Qui è necessario inoltrarsi nei commi della legge attuale. Il primo sottoquesito del referendum sulla cannabis legale
chiedeva infatti di modificare il comma 1 dell’articolo 73 del “Testo unico in materia di disciplina degli stupefacenti e sostanze psicotrope”, la legislazione di riferimento sulle droghe in Italia. Questa legge è stata promulgata con il
decreto del Presidente della Repubblica n. 309 del 9 ottobre 1990 e poi modificata più volte da diversi interventi del Parlamento e sentenze della magistratura.

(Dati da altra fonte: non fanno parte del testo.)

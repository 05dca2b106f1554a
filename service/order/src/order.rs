use std::sync::Arc;

use async_trait::async_trait;
use domain_order::{
    exception::{OrderException, OrderResult},
    model::{
        entity::Order,
        vo::{
            CandidateOrder, Catalog, CostBreakdown, OrderView, PricingConfig, Quote, UserInfo,
            ValidationResult,
        },
    },
    repository::{OrderRepo, SpecificationRepo},
    service::OrderService,
};
use typed_builder::TypedBuilder;
use uuid::Uuid;

#[derive(TypedBuilder)]
pub struct OrderServiceImpl {
    order_repo: Arc<dyn OrderRepo>,
    specification_repo: Arc<dyn SpecificationRepo>,
}

#[async_trait]
impl OrderService for OrderServiceImpl {
    async fn quote(&self, command: CandidateOrder) -> OrderResult<Quote> {
        let (config, catalog) = self.load_pricing().await?;
        let class = catalog.resolve(command.type_ram_id)?;
        Ok(Quote {
            validation: ValidationResult::check(&command, class, &config),
            cost: CostBreakdown::compute(&command, class, &config),
        })
    }

    async fn create(&self, user: &UserInfo, command: CandidateOrder) -> OrderResult<OrderView> {
        let (config, catalog) = self.load_pricing().await?;
        let class = catalog.resolve(command.type_ram_id).inspect_err(|e| {
            tracing::warn!("Order from user {} rejected: {e}", user.id);
        })?;

        let result = ValidationResult::check(&command, class, &config);
        if !result.is_admissible() {
            tracing::warn!(
                "Order from user {} rejected, storage: {} TB (min {}), transfer: {} GB (min {}).",
                user.id,
                command.storage_tb,
                result.min_storage_tb,
                command.transfer_gb,
                result.min_transfer_gb
            );
            return Err(OrderException::ValidationFailed { result });
        }

        let order = Order::accepted(user.id, &command, class);
        let cost = CostBreakdown::compute(&command, class, &config);
        self.order_repo.insert(&order).await?;
        tracing::info!(
            "User {} ordered {} with {} TB and {} GB, {} per month.",
            user.id,
            order.ram_label,
            order.storage_tb,
            order.transfer_gb,
            cost.total
        );
        Ok(OrderView { order, cost })
    }

    async fn list(&self, user: &UserInfo) -> OrderResult<Vec<OrderView>> {
        let (config, catalog) = self.load_pricing().await?;
        let mut orders = self.order_repo.get_all_by_owner(user.id).await?;
        orders.sort_by(|a, b| b.created_time.cmp(&a.created_time));

        Ok(orders
            .into_iter()
            .map(|order| {
                if order.ram_fee.is_none() && catalog.resolve_by_label(&order.ram_label).is_none() {
                    tracing::warn!(
                        "Order {} refers to unknown RAM label \"{}\", pricing RAM at zero.",
                        order.id,
                        order.ram_label
                    );
                }
                let cost = CostBreakdown::for_order(&order, &catalog, &config);
                OrderView { order, cost }
            })
            .collect())
    }

    async fn delete(&self, user: &UserInfo, order_id: Uuid) -> OrderResult<()> {
        if !user.totp_verified {
            return Err(OrderException::StepUpRequired);
        }
        match self.order_repo.get_by_id(order_id).await? {
            Some(order) if order.owner_id == user.id => {}
            _ => return Err(OrderException::OrderNotFound { id: order_id }),
        }
        self.order_repo.delete_by_id(order_id).await?;
        tracing::info!("User {} deleted order {order_id}.", user.id);
        Ok(())
    }
}

impl OrderServiceImpl {
    /// Load the pricing snapshot for one request and check it before use.
    async fn load_pricing(&self) -> OrderResult<(PricingConfig, Catalog)> {
        let config = self.specification_repo.get_pricing_config().await?;
        config.ensure_consistent().inspect_err(|e| tracing::error!("{e}"))?;
        let catalog = self.specification_repo.get_catalog().await?;
        if catalog.is_empty() {
            tracing::error!("No RAM class is configured.");
            return Err(OrderException::EmptyCatalog);
        }
        catalog.ensure_consistent().inspect_err(|e| tracing::error!("{e}"))?;
        Ok((config, catalog))
    }
}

L’obiettivo del primo sottoquesito era quello di eliminare la parola «coltiva» dal comma 1. L’effetto sarebbe stato quello di depenalizzare la coltivazione – ma non la produzione, raffinazione, vendita e simili – delle sostanze stupefacenti elencate da quel comma. Di quali sostanze stiamo parlando? Davvero qui non rientra la cannabis, come dichiarato da Amato?

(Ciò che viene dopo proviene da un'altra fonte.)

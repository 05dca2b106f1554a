use domain_order::model::{
    entity::RamClass,
    vo::{Capacity, Catalog, PricingConfig},
};
use serde::Deserialize;

/// Prefix of environment overrides, e.g. `CLOUD_ORDER__HOST__BIND_PORT=8080`.
const ENV_PREFIX: &str = "CLOUD_ORDER";

#[derive(Debug, Clone, Deserialize)]
pub struct AppConfig {
    #[serde(default)]
    pub host: HostConfig,
    #[serde(default)]
    pub log: LogConfig,
    pub pricing: PricingConfig,
    /// RAM classes in display order. The first one is preselected on the order form.
    pub ram_classes: Vec<RamClass>,
    pub capacity: Capacity,
}

#[derive(Debug, Clone, Deserialize)]
pub struct HostConfig {
    pub bind_address: String,
    pub bind_port: u16,
}

impl Default for HostConfig {
    fn default() -> Self {
        Self {
            bind_address: "0.0.0.0".to_owned(),
            bind_port: 3001,
        }
    }
}

#[derive(Debug, Clone, Deserialize)]
pub struct LogConfig {
    /// Filter directive used when `RUST_LOG` is not set.
    pub level: String,
    /// Print file, line, thread and target of every event.
    #[serde(default)]
    pub enable_debug_logging: bool,
}

impl Default for LogConfig {
    fn default() -> Self {
        Self {
            level: "info".to_owned(),
            enable_debug_logging: false,
        }
    }
}

impl AppConfig {
    /// Read `path` (any format the `config` crate knows, yaml by default) and
    /// apply environment overrides on top.
    pub fn load(path: &str) -> anyhow::Result<Self> {
        let app_config: Self = ::config::Config::builder()
            .add_source(::config::File::with_name(path))
            .add_source(::config::Environment::with_prefix(ENV_PREFIX).separator("__"))
            .build()?
            .try_deserialize()?;
        app_config.check()?;
        Ok(app_config)
    }

    /// Reject configurations the pricing engine cannot work with.
    pub fn check(&self) -> anyhow::Result<()> {
        self.pricing.ensure_consistent()?;
        if self.ram_classes.is_empty() {
            anyhow::bail!("At least one RAM class must be configured.");
        }
        let mut ids = self.ram_classes.iter().map(|class| class.id).collect::<Vec<_>>();
        ids.sort_unstable();
        if let Some(pair) = ids.windows(2).find(|pair| pair[0] == pair[1]) {
            anyhow::bail!("RAM class id {} is configured twice.", pair[0]);
        }
        Catalog::new(self.ram_classes.clone()).ensure_consistent()?;
        Ok(())
    }
}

L’articolo 73, comma 1, da consultare non è quello che
si trova al momento disponibile, per esempio, su Normattiva, una piattaforma che raccoglie i testi delle leggi del nostro Paese. Con una sentenza del 2014, la Corte costituzionale
ha infatti dichiarato incostituzionale la modifica dell’articolo 73 introdotta nel 2006 dalla cosiddetta “legge Fini-Giovanardi”, riportando in vigore la formulazione precedente. In questa versione,
si legge [1] che è punibile con il carcere chi coltiva le sostanze contenute nelle Tabelle I e III.
Secondo Amato, in queste due tabelle non sarebbe contenuta la cannabis. È vero: nelle due tabelle,
previste [1] dall’articolo 14, in effetti il termine “cannabis” non compare, mentre è contenuto invece nella Tabella II, insieme ai suoi derivati.
Ma ci sono due osservazioni da fare, che rendono la questione più sottile e meno netta. La prima: nella Tabella I, oltre all’oppio, le foglie di coca e altre sostanze psicotrope,
sono comunque contenuti [1] anche i tetraidrocannabinoli. Stiamo parlando di sostanze stupefacenti, come il Delta-8-trans-tetraidrocannabinolo e il Delta-9-trans-tetraidrocannabinolo (dette più comunemente “Thc”), ossia i principi attivi della cannabis.
Rimane il dubbio quanto da un punto di vista giuridico queste sostanze siano equiparabili o meno alla cannabis vera e propria, come contenuta nella Tabella II. Su questo punto aiuteranno a chiarire le sentenze scritte della Corte costituzionale. In ogni caso, subentra poi la seconda osservazione, che riguarda il secondo sottoquesito del referendum.
Che cosa c’entra il secondo sottoquesito
Questo
chiedeva di eliminare dall’articolo 73, comma 4, del Testo unico sulle droghe (nella versione
tornata [1] in vigore dopo la decisione della Corte costituzionale) le parole «la reclusione da due a 6 anni». Con questa pena si puniva chi commetteva i comportamenti previsti dal comma 1, ma relativamente alle tabelle II (quella con la cannabis) e la IV. Oltre al carcere, era prevista anche una multa.
Secondo la difesa
data dai promotori del referendum, l’obiettivo del primo sottoquesito era quello di eliminare la parola «coltiva» dal comma 1 proprio per rendere efficace la richiesta contenuta nel secondo sottoquesito: quella di eliminare la pena del carcere per le condotte illecite relative alla cannabis. «Se non si fosse eliminato l’inciso “coltiva” dal comma 1, sarebbe rimasta la sanzione pecuniaria elevatissima prevista dal comma 4 per tutte le condotte legate alla cannabis»,
hanno scritto i promotori del referendum. «Mentre l’intento dei promotori era quello di decriminalizzare del tutto la coltivazione a uso personale».
Ricapitolando: Amato ha correttamente sottolineato che il quesito sulla cannabis legale riguardava anche la coltivazione di altre sostanze stupefacenti, ma non è vero che la cannabis c’entrava in minima parte con il referendum. Per di più questa cosa
era già nota da tempo e difesa attivamente dai promotori.
Ribadiamo però che al momento, senza la pubblicazione completa delle sentenze, resta difficile analizzare più nel dettaglio le ragioni che hanno spinto la Corte costituzionale a giudicare inammissibili entrambi i quesiti.
[1] Selezionare in alto a sinistra, nel menù a tendina “vigente al”, la data anteriore alle modifiche introdotte nel 2006.